1. **Untuk preprocessing cepat**: Gunakan `preprocess()` dengan parameter default
2. **Untuk kontrol penuh**: Gunakan kelas individual (`TextCleaner`, `SpellCorrector`, dll)
3. **Untuk kustomisasi**: Gunakan `pipeline()` dengan fungsi yang diinginkan
4. **Untuk koreksi ejaan**: Aktifkan `correct_spelling_flag=True` (tapi lebih lambat)
5. **Untuk stemming**: Aktifkan `stem_text_flag=True` (perlu install Sastrawi)
6. **Untuk performa optimal**: Dataset akan di-cache otomatis setelah download pertama
7. **Untuk development**: Gunakan fallback data jika HuggingFace down

## ⚡ Performance & Caching

Mulai versi terbaru, nahiarhdNLP **tidak lagi menggunakan cache atau download dataset dari HuggingFace**. Semua dataset di-load langsung dari file CSV lokal yang sudah disediakan di folder `nahiarhdNLP/datasets/`.

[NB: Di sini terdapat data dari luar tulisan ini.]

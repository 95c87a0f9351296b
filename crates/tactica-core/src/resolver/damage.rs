//! The damage pipeline.
//!
//! A hit is computed in a fixed order; changing the order changes results, so
//! every step is a separate, traced stage:
//!
//! 1. validation (done by the caller, see [`super::validate`])
//! 2. base: strength (after status modifiers) × class damage% × skill power%
//! 3. terrain: attacker cell Atk%, defender cell Def%, then half the
//!    defender's effective defense as flat mitigation (at least 1 damage)
//! 4. status: attacker damage-dealt%, then defender damage-taken%
//! 5. flanking bonus
//! 6. critical roll
//! 7. Defend reduction
//! 8. Frozen shatter, then Shield, Reflect, Thorns
//! 9. health clamp and defeat
//!
//! Steps 2 to 7 plus the shatter decision are pure ([`compute`]); step 8 onward
//! mutates the two fighters ([`land`]). All arithmetic is integer percent math
//! so results are identical on every platform.

use rand::Rng;
use tracing::trace;

use crate::config::BattleConfig;
use crate::effects::{
    self, apply_percent, percent_of, EffectKind, REFLECT_PERCENT, THORNS_PER_STACK,
};
use crate::fighter::{Fighter, Passive};
use crate::grid::{self, Grid};

/// Extra damage percent for a Berserker below half health.
pub const BLOODLUST_BONUS: i32 = 25;

/// Defend reduction for Warriors.
pub const BULWARK_REDUCTION: u32 = 75;

/// Intermediate values of one hit, kept for tracing and tests.
#[derive(Debug, Clone, Copy, Default, PartialEq, Eq)]
pub struct DamageBreakdown {
    /// Step 2.
    pub base: u32,
    /// After step 3.
    pub after_terrain: u32,
    /// After step 4.
    pub after_status: u32,
    /// After step 5.
    pub after_flank: u32,
    /// After step 6.
    pub after_crit: u32,
    /// After step 7.
    pub after_defend: u32,
    /// Final hit size, including any shatter bonus.
    pub hit: u32,
    /// Flanking applied.
    pub flank: bool,
    /// Critical hit.
    pub crit: bool,
    /// Frozen will shatter.
    pub shatter: bool,
}

/// Changes made when a hit lands.
#[derive(Debug, Clone, Copy, Default, PartialEq, Eq)]
pub struct HitOutcome {
    /// Soaked by Shield.
    pub absorbed: u32,
    /// Health the defender lost.
    pub health_lost: u32,
    /// Returned to the attacker by Reflect (health actually lost).
    pub reflected: u32,
    /// Returned to the attacker by Thorns (health actually lost).
    pub thorns: u32,
    /// Frozen was removed by the hit.
    pub shattered: bool,
    /// Shield ran out and was removed.
    pub shield_exhausted: bool,
    /// The defender reached zero health.
    pub defender_defeated: bool,
    /// The attacker reached zero health from Reflect or Thorns.
    pub attacker_defeated: bool,
}

fn attack_terrain_percent(attacker: &Fighter, grid: &Grid) -> i32 {
    let percent = grid
        .terrain(attacker.position)
        .unwrap_or_default()
        .stats()
        .attack_modifier_percent;
    if attacker.passive() == Passive::EagleEye {
        percent.max(0)
    } else {
        percent
    }
}

fn defense_terrain_percent(defender: &Fighter, grid: &Grid) -> i32 {
    grid.terrain(defender.position)
        .unwrap_or_default()
        .stats()
        .defense_modifier_percent
}

/// True if `attacker` hits `defender` from a flank.
#[must_use]
pub fn is_flanked(attacker: &Fighter, defender: &Fighter) -> bool {
    defender.passive() != Passive::Steadfast
        && grid::is_flanking(attacker.position, defender.position, defender.facing)
}

/// Runs steps 2 to 7 and the shatter check.
///
/// Consumes exactly one value from `rng` (the critical roll).
pub fn compute<R: Rng>(
    attacker: &Fighter,
    defender: &Fighter,
    grid: &Grid,
    config: &BattleConfig,
    power_percent: u32,
    rng: &mut R,
) -> DamageBreakdown {
    let attacker_mods = effects::modifiers(attacker);
    let defender_mods = effects::modifiers(defender);
    let mut out = DamageBreakdown::default();

    // 2. base
    let strength = u64::from(attacker_mods.strength(attacker.strength));
    let class = u64::from(attacker.profile().damage_percent);
    let base = strength * class * u64::from(power_percent) / 10_000;
    out.base = u32::try_from(base).unwrap_or(u32::MAX);

    // 3. terrain, then flat mitigation
    let mut damage = apply_percent(out.base, attack_terrain_percent(attacker, grid));
    damage = apply_percent(damage, -defense_terrain_percent(defender, grid));
    let defense = defender_mods.defense(defender.defense);
    damage = damage.saturating_sub(defense / 2).max(1);
    out.after_terrain = damage;

    // 4. status
    let mut dealt = attacker_mods.damage_dealt_percent;
    if attacker.passive() == Passive::Bloodlust && attacker.is_bloodied() {
        dealt += BLOODLUST_BONUS;
    }
    damage = apply_percent(damage, dealt);
    damage = apply_percent(damage, defender_mods.damage_taken_percent);
    out.after_status = damage;

    // 5. flanking
    out.flank = is_flanked(attacker, defender);
    if out.flank {
        let mut bonus = config.flank_bonus_percent;
        if attacker.passive() == Passive::Backstab {
            bonus = bonus.saturating_mul(2);
        }
        damage = apply_percent(damage, i32::try_from(bonus).unwrap_or(i32::MAX));
    }
    out.after_flank = damage;

    // 6. critical
    let roll: u32 = rng.gen_range(0..100);
    out.crit = roll < attacker.crit_chance.min(100);
    if out.crit {
        damage = percent_of(damage, attacker.crit_damage);
    }
    out.after_crit = damage;

    // 7. defend
    if defender.is_defending() {
        let reduction = if defender.passive() == Passive::Bulwark {
            BULWARK_REDUCTION
        } else {
            config.defend_reduction_percent
        };
        damage = percent_of(damage, 100u32.saturating_sub(reduction));
    }
    out.after_defend = damage;

    // 8a. shatter
    out.shatter =
        defender.effects.contains(EffectKind::Frozen) && damage >= config.shatter_threshold;
    if out.shatter {
        damage = damage.saturating_add(config.shatter_bonus);
    }
    out.hit = damage;

    trace!(
        attacker = %attacker.id,
        defender = %defender.id,
        base = out.base,
        terrain = out.after_terrain,
        status = out.after_status,
        flank = out.flank,
        crit = out.crit,
        defend = out.after_defend,
        shatter = out.shatter,
        hit = out.hit,
        "damage computed"
    );
    out
}

/// Runs steps 8 and 9: shatter removal, Shield, Reflect, Thorns, clamping.
///
/// Reflect and Thorns are based on the full hit, before Shield. Neither can
/// trigger further Reflect or Thorns.
pub fn land(attacker: &mut Fighter, defender: &mut Fighter, roll: &DamageBreakdown) -> HitOutcome {
    let mut out = HitOutcome::default();

    if roll.shatter {
        out.shattered = defender.effects.remove(EffectKind::Frozen).is_some();
    }

    let (absorbed, exhausted) = effects::absorb_with_shield(defender, roll.hit);
    out.absorbed = absorbed;
    out.shield_exhausted = exhausted;

    let reflect = if defender.effects.contains(EffectKind::Reflect) {
        percent_of(roll.hit, REFLECT_PERCENT)
    } else {
        0
    };
    let thorns = defender
        .effects
        .stacks(EffectKind::Thorns)
        .saturating_mul(THORNS_PER_STACK);

    out.health_lost = defender.apply_damage(roll.hit - absorbed);
    out.defender_defeated = defender.is_defeated();
    attacker.totals.damage_dealt = attacker.totals.damage_dealt.saturating_add(out.health_lost);

    if roll.hit > 0 {
        out.reflected = attacker.apply_damage(reflect);
        out.thorns = attacker.apply_damage(thorns);
        defender.totals.damage_dealt = defender
            .totals
            .damage_dealt
            .saturating_add(out.reflected + out.thorns);
    }
    out.attacker_defeated = attacker.is_defeated();

    trace!(
        attacker = %attacker.id,
        defender = %defender.id,
        absorbed = out.absorbed,
        lost = out.health_lost,
        reflected = out.reflected,
        thorns = out.thorns,
        "hit landed"
    );
    out
}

- Tidak ada proses cache otomatis
- Tidak ada fallback data
- Tidak ada dependensi ke HuggingFace untuk dataset

## 📦 Dependencies

Package ini membutuhkan:

- `pandas` - untuk load dan proses dataset CSV
- `sastrawi` - untuk stemming (opsional)
- `rich` - untuk output formatting